**HOW TO COMPLETE THIS TASK**: Using the records that appear below, write out exactly the lines from the one with "a byte stream." through the one with "use thiserror::Error;", keeping both end lines.

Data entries
- Opening Delimiter -

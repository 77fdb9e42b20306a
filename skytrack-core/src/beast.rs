//! Beast binary framing — extract discrete Mode S frames from a byte stream.
//!
//! Each frame on the wire is:
//! - 0x1A escape byte
//! - one kind byte ('1' Mode A/C, '2' short Mode S, '3' long Mode S)
//! - 6-byte big-endian timestamp
//! - 1 signal level byte
//! - payload (2, 7, or 14 bytes depending on kind)
//!
//! Timestamp, signal level, and payload are byte-stuffed: a literal 0x1A is
//! doubled on the wire and collapsed back to a single byte on decode. The
//! decoder is incremental — feed it whatever the socket hands you, frames
//! fall out as they complete.

use serde::Serialize;
use thiserror::Error;

/// Frame delimiter / stuffing byte.
pub const ESCAPE: u8 = 0x1A;

/// Stream-level framing failures. Fatal to the connection.
#[derive(Debug, Error)]
pub enum FramingError {
    #[error("IO error: {0}")]
    Io(#[from] std::io::Error),
    #[error("stream ended mid-frame, {0} more bytes expected")]
    TruncatedFrame(usize),
}

// ---------------------------------------------------------------------------
// Frame
// ---------------------------------------------------------------------------

/// Beast frame kind. Fixes the payload length.
#[derive(Debug, Clone, Copy, PartialEq, Eq, Serialize)]
pub enum FrameKind {
    /// '1': Mode A/C, 2-byte payload
    ModeAc,
    /// '2': short Mode S, 7-byte payload
    ModeSShort,
    /// '3': long Mode S, 14-byte payload
    ModeSLong,
}

impl FrameKind {
    fn from_byte(b: u8) -> Option<FrameKind> {
        match b {
            b'1' => Some(FrameKind::ModeAc),
            b'2' => Some(FrameKind::ModeSShort),
            b'3' => Some(FrameKind::ModeSLong),
            _ => None,
        }
    }

    fn to_byte(self) -> u8 {
        match self {
            FrameKind::ModeAc => b'1',
            FrameKind::ModeSShort => b'2',
            FrameKind::ModeSLong => b'3',
        }
    }

    /// Payload length in bytes for this kind.
    pub fn payload_len(self) -> usize {
        match self {
            FrameKind::ModeAc => 2,
            FrameKind::ModeSShort => 7,
            FrameKind::ModeSLong => 14,
        }
    }
}

/// One de-stuffed frame. Immutable once produced.
#[derive(Debug, Clone, PartialEq, Eq)]
pub struct Frame {
    pub kind: FrameKind,
    /// 48-bit stream timestamp, big-endian on the wire
    pub timestamp: u64,
    pub signal_level: u8,
    pub payload: Vec<u8>,
}

// ---------------------------------------------------------------------------
// Decoder
// ---------------------------------------------------------------------------

enum State {
    /// Hunting for an escape byte at a frame boundary.
    Sync,
    /// Escape seen, next byte selects the frame kind.
    Kind,
    /// Accumulating the stuffed body (timestamp + signal + payload).
    Body {
        kind: FrameKind,
        buf: Vec<u8>,
        escaped: bool,
    },
}

/// Incremental Beast frame decoder.
///
/// Carries its position across `feed` calls, so a frame may arrive split
/// over any number of reads and the escape byte may sit at any offset.
pub struct FrameDecoder {
    state: State,
}

impl FrameDecoder {
    pub fn new() -> Self {
        FrameDecoder { state: State::Sync }
    }

    /// Consume a chunk of stream bytes, appending completed frames to `out`.
    ///
    /// Bytes before the first escape, and frames with an unknown kind byte,
    /// are skipped silently — the decoder resyncs on the next escape.
    pub fn feed(&mut self, bytes: &[u8], out: &mut Vec<Frame>) {
        for &b in bytes {
            if let Some(frame) = self.push(b) {
                out.push(frame);
            }
        }
    }

    /// Check for a clean stream end. Call once after EOF.
    pub fn finish(&self) -> std::result::Result<(), FramingError> {
        match &self.state {
            State::Sync => Ok(()),
            State::Kind => Err(FramingError::TruncatedFrame(1)),
            State::Body { kind, buf, .. } => {
                Err(FramingError::TruncatedFrame(body_len(*kind) - buf.len()))
            }
        }
    }

    fn push(&mut self, b: u8) -> Option<Frame> {
        let state = std::mem::replace(&mut self.state, State::Sync);
        let (next, frame) = step(state, b);
        self.state = next;
        frame
    }
}

/// Advance the state machine by one stream byte.
fn step(state: State, b: u8) -> (State, Option<Frame>) {
    match state {
        State::Sync => {
            if b == ESCAPE {
                (State::Kind, None)
            } else {
                (State::Sync, None)
            }
        }
        State::Kind => (kind_state(b), None),
        State::Body {
            kind,
            mut buf,
            escaped,
        } => {
            if escaped {
                if b != ESCAPE {
                    // Lone escape mid-body: a new frame header has started.
                    // Drop the partial frame; this byte is the kind byte of
                    // the next frame.
                    return (kind_state(b), None);
                }
                // Doubled escape collapses to a literal 0x1A.
                buf.push(ESCAPE);
            } else if b == ESCAPE {
                return (
                    State::Body {
                        kind,
                        buf,
                        escaped: true,
                    },
                    None,
                );
            } else {
                buf.push(b);
            }

            if buf.len() == body_len(kind) {
                (State::Sync, Some(assemble(kind, &buf)))
            } else {
                (
                    State::Body {
                        kind,
                        buf,
                        escaped: false,
                    },
                    None,
                )
            }
        }
    }
}

/// State after a kind byte is expected and `b` arrives.
///
/// ESCAPE ESCAPE at a header position means we are still expecting a kind
/// byte; anything unrecognized means we lost sync and hunt for the next
/// escape.
fn kind_state(b: u8) -> State {
    match FrameKind::from_byte(b) {
        Some(kind) => State::Body {
            kind,
            buf: Vec::with_capacity(body_len(kind)),
            escaped: false,
        },
        None if b == ESCAPE => State::Kind,
        None => State::Sync,
    }
}

impl Default for FrameDecoder {
    fn default() -> Self {
        FrameDecoder::new()
    }
}

/// De-stuffed body length: 6-byte timestamp + signal + payload.
fn body_len(kind: FrameKind) -> usize {
    6 + 1 + kind.payload_len()
}

fn assemble(kind: FrameKind, buf: &[u8]) -> Frame {
    let mut timestamp = 0u64;
    for &b in &buf[..6] {
        timestamp = (timestamp << 8) | b as u64;
    }
    Frame {
        kind,
        timestamp,
        signal_level: buf[6],
        payload: buf[7..].to_vec(),
    }
}

// ---------------------------------------------------------------------------
// Encoder
// ---------------------------------------------------------------------------

/// Encode a frame in Beast wire format, stuffing escape bytes.
///
/// Only the low 48 bits of the timestamp are carried.
pub fn encode_frame(frame: &Frame) -> Vec<u8> {
    let mut buf = Vec::with_capacity(2 + (7 + frame.payload.len()) * 2);
    buf.push(ESCAPE);
    buf.push(frame.kind.to_byte());

    for i in (0..6).rev() {
        push_stuffed(&mut buf, ((frame.timestamp >> (8 * i)) & 0xFF) as u8);
    }
    push_stuffed(&mut buf, frame.signal_level);
    for &b in &frame.payload {
        push_stuffed(&mut buf, b);
    }

    buf
}

fn push_stuffed(buf: &mut Vec<u8>, b: u8) {
    buf.push(b);
    if b == ESCAPE {
        buf.push(b);
    }
}

// ---------------------------------------------------------------------------
// Tests
// ---------------------------------------------------------------------------
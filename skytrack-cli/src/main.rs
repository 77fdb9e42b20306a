//! skytrack: live Mode S / ADS-B tracker fed by a Beast TCP stream.

use std::sync::Arc;
use std::time::{Duration, SystemTime, UNIX_EPOCH};

use clap::{Parser, Subcommand};
use comfy_table::{Cell, Table};
use tokio::io::AsyncReadExt;
use tokio::net::TcpStream;
use tracing::{debug, info, warn};

use skytrack_core::beast::FrameDecoder;
use skytrack_core::config;
use skytrack_core::decode;
use skytrack_core::store::TrackStore;
use skytrack_core::types::*;

#[derive(Parser)]
#[command(name = "skytrack", version, about = "Live ADS-B decoder and tracker")]
struct Cli {
    #[command(subcommand)]
    command: Commands,
}

#[derive(Subcommand)]
enum Commands {
    /// Connect to a Beast feed and track aircraft
    Run {
        /// Feed host (overrides config)
        #[arg(long)]
        host: Option<String>,

        /// Feed port (overrides config)
        #[arg(long)]
        port: Option<u16>,

        /// Seconds without a message before a track is dropped
        #[arg(long)]
        ttl: Option<u64>,

        /// Position trail capacity per aircraft
        #[arg(long)]
        trail_len: Option<usize>,

        /// Seconds between status table prints
        #[arg(long, default_value = "10")]
        status_interval: u64,

        /// Seconds between reconnect attempts
        #[arg(long, default_value = "5")]
        retry_interval: u64,
    },

    /// Write a default config file and print its path
    InitConfig,
}

#[tokio::main]
async fn main() {
    tracing_subscriber::fmt()
        .with_env_filter(
            tracing_subscriber::EnvFilter::try_from_default_env()
                .unwrap_or_else(|_| "info".into()),
        )
        .init();

    let cli = Cli::parse();

    match cli.command {
        Commands::Run {
            host,
            port,
            ttl,
            trail_len,
            status_interval,
            retry_interval,
        } => {
            let cfg = config::load_config();
            let host = host.unwrap_or(cfg.source.host);
            let port = port.unwrap_or(cfg.source.port);
            let ttl = ttl.unwrap_or(cfg.display.ttl_seconds) as f64;
            let trail_len = trail_len.unwrap_or(cfg.display.trail_length);

            cmd_run(host, port, ttl, trail_len, status_interval, retry_interval).await;
        }
        Commands::InitConfig => match config::save_config(&config::Config::default()) {
            Ok(path) => println!("Wrote {}", path.display()),
            Err(e) => {
                eprintln!("Error: {e}");
                std::process::exit(1);
            }
        },
    }
}

async fn cmd_run(
    host: String,
    port: u16,
    ttl: f64,
    trail_len: usize,
    status_interval: u64,
    retry_interval: u64,
) {
    let store = Arc::new(TrackStore::new(trail_len));

    // Sweep loop: evict stale tracks at 1 Hz, print status periodically
    let sweeper = {
        let store = Arc::clone(&store);
        tokio::spawn(async move {
            let mut tick = tokio::time::interval(Duration::from_secs(1));
            let mut ticks = 0u64;
            loop {
                tick.tick().await;
                let now = unix_now();
                let removed = store.remove_stale(now, ttl);
                if removed > 0 {
                    debug!(removed, "evicted stale tracks");
                }
                ticks += 1;
                if ticks % status_interval.max(1) == 0 {
                    print_status(&store, now);
                }
            }
        })
    };

    let feed = {
        let store = Arc::clone(&store);
        let addr = format!("{host}:{port}");
        tokio::spawn(async move {
            loop {
                info!(%addr, "connecting to Beast feed");
                match TcpStream::connect(&addr).await {
                    Ok(stream) => {
                        info!(%addr, "connected");
                        match run_stream(stream, &store).await {
                            Ok(()) => info!("feed closed cleanly"),
                            Err(e) => warn!("feed error: {e}"),
                        }
                    }
                    Err(e) => warn!(%addr, "connect failed: {e}"),
                }
                tokio::time::sleep(Duration::from_secs(retry_interval)).await;
            }
        })
    };

    if let Err(e) = tokio::signal::ctrl_c().await {
        warn!("signal handler error: {e}");
    }
    info!("shutting down");
    feed.abort();
    sweeper.abort();
    print_status(&store, unix_now());
}

/// Read the Beast byte stream until EOF, feeding decoded messages into
/// the store. Returns `Ok(())` on a clean end-of-stream.
async fn run_stream(mut stream: TcpStream, store: &TrackStore) -> Result<()> {
    let mut decoder = FrameDecoder::new();
    let mut buf = [0u8; 4096];
    let mut frames = Vec::new();

    loop {
        let n = stream.read(&mut buf).await?;
        if n == 0 {
            decoder.finish()?;
            return Ok(());
        }

        decoder.feed(&buf[..n], &mut frames);
        let now = unix_now();
        for frame in frames.drain(..) {
            if let Some(msg) = decode(&frame, now) {
                debug!(
                    icao = %icao_to_string(&msg.icao),
                    df = msg.df,
                    "message"
                );
                store.apply(&msg);
            }
        }
    }
}

fn unix_now() -> f64 {
    SystemTime::now()
        .duration_since(UNIX_EPOCH)
        .map(|d| d.as_secs_f64())
        .unwrap_or(0.0)
}

fn print_status(store: &TrackStore, now: f64) {
    let stats = store.sweep_stats(now);
    let snapshot = store.snapshot();

    let mut table = Table::new();
    table.set_header(vec![
        "ICAO", "Flight", "Alt (ft)", "Spd (kt)", "Hdg", "VRate", "Lat", "Lon", "Gnd", "Msgs",
        "Age (s)",
    ]);

    let mut sorted: Vec<_> = snapshot.values().collect();
    sorted.sort_by_key(|t| std::cmp::Reverse(t.messages));

    let mut with_position = 0;
    for t in &sorted {
        if t.has_position() {
            with_position += 1;
        }
        table.add_row(vec![
            Cell::new(icao_to_string(&t.icao)),
            Cell::new(t.flight.as_deref().unwrap_or("-")),
            Cell::new(fmt_opt(t.altitude_ft)),
            Cell::new(t.speed_kt.map(|v| format!("{v:.0}")).unwrap_or("-".into())),
            Cell::new(
                t.heading_deg
                    .map(|v| format!("{v:.0}"))
                    .unwrap_or("-".into()),
            ),
            Cell::new(fmt_opt(t.vertical_rate_fpm)),
            Cell::new(t.lat.map(|v| format!("{v:.4}")).unwrap_or("-".into())),
            Cell::new(t.lon.map(|v| format!("{v:.4}")).unwrap_or("-".into())),
            Cell::new(if t.on_ground { "Y" } else { "" }),
            Cell::new(t.messages),
            Cell::new(format!("{:.0}", t.age(now))),
        ]);
    }

    println!("{table}");
    println!(
        "{} aircraft ({} with position) | {:.1} msg/s | mean signal {:.0}",
        sorted.len(),
        with_position,
        stats.message_rate,
        stats.mean_signal
    );
}

fn fmt_opt<T: std::fmt::Display>(v: Option<T>) -> String {
    v.map(|x| x.to_string()).unwrap_or_else(|| "-".into())
}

- Closing Delimiter -

**YOUR RESPONSE**:
//! Beast binary framing — extract discrete Mode S frames from a byte stream.
//!
//! Each frame on the wire is:
//! - 0x1A escape byte
//! - one kind byte ('1' Mode A/C, '2' short Mode S, '3' long Mode S)
//! - 6-byte big-endian timestamp
//! - 1 signal level byte
//! - payload (2, 7, or 14 bytes depending on kind)
//!
//! Timestamp, signal level, and payload are byte-stuffed: a literal 0x1A is
//! doubled on the wire and collapsed back to a single byte on decode. The
//! decoder is incremental — feed it whatever the socket hands you, frames
//! fall out as they complete.

use serde::Serialize;
use thiserror::Error;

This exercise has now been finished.